▶ WHAT TO DO
Report each line from the data below that holds the word "format".

Dataset entries
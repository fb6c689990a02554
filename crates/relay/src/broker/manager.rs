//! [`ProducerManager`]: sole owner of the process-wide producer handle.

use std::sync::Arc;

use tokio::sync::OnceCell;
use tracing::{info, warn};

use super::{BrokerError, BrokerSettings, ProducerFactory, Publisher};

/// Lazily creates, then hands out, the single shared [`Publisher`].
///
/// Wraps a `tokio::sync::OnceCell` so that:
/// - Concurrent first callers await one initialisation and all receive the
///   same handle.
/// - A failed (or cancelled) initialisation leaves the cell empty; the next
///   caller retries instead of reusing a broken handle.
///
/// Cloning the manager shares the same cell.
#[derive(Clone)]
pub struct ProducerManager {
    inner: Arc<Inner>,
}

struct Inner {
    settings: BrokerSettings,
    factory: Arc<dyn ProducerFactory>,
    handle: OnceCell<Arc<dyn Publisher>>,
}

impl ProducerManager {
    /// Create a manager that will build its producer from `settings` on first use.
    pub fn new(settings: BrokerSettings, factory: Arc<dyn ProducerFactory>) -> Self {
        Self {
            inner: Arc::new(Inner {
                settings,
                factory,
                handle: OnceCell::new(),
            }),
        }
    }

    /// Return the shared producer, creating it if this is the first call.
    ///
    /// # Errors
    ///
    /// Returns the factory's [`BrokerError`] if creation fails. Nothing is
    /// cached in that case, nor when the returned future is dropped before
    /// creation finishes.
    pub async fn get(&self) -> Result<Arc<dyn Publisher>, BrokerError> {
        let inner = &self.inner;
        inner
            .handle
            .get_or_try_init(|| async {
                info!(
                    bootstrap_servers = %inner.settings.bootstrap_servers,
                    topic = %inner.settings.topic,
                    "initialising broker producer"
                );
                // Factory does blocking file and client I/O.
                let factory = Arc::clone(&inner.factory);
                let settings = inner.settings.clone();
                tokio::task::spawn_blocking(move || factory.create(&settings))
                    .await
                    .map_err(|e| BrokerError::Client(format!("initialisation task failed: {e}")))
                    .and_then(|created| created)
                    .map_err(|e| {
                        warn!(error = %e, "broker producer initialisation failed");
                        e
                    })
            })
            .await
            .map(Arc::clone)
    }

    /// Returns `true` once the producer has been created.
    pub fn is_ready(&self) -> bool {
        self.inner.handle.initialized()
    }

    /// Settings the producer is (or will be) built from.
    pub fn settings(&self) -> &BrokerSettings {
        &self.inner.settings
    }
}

* * *

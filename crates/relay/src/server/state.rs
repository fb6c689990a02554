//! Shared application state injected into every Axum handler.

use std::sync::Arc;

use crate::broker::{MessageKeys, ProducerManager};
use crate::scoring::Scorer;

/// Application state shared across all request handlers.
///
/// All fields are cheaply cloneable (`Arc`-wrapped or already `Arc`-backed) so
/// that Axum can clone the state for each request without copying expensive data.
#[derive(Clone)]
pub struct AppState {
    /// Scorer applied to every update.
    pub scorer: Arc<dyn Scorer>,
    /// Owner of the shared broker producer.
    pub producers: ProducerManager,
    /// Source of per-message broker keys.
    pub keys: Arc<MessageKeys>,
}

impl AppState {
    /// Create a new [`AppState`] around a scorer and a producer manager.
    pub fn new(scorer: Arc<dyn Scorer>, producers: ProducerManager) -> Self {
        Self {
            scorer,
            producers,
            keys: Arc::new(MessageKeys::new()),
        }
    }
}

--

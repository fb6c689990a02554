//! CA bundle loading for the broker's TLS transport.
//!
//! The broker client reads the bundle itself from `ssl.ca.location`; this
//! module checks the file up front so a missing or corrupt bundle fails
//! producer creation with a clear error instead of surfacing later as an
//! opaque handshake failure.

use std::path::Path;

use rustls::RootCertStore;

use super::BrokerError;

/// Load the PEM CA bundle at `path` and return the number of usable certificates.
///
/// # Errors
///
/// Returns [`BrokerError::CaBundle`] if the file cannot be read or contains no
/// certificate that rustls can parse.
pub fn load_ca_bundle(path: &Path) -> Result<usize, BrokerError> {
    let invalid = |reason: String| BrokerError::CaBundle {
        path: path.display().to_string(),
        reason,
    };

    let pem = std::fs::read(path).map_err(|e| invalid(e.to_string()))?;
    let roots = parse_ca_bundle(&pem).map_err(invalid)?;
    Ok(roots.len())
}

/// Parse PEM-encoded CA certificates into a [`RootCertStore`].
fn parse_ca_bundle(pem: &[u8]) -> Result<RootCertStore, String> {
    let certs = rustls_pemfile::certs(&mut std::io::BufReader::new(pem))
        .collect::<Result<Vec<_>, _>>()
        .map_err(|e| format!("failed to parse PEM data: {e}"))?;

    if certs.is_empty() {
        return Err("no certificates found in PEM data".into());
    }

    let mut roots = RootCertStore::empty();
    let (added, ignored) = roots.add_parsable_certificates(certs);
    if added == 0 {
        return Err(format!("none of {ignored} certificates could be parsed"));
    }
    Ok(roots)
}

▶ RESULT
                    .map_err(|e| BrokerError::Client(format!("initialisation task failed: {e}")))
        .map_err(|e| format!("failed to parse PEM data: {e}"))?;
        return Err(format!("none of {ignored} certificates could be parsed"));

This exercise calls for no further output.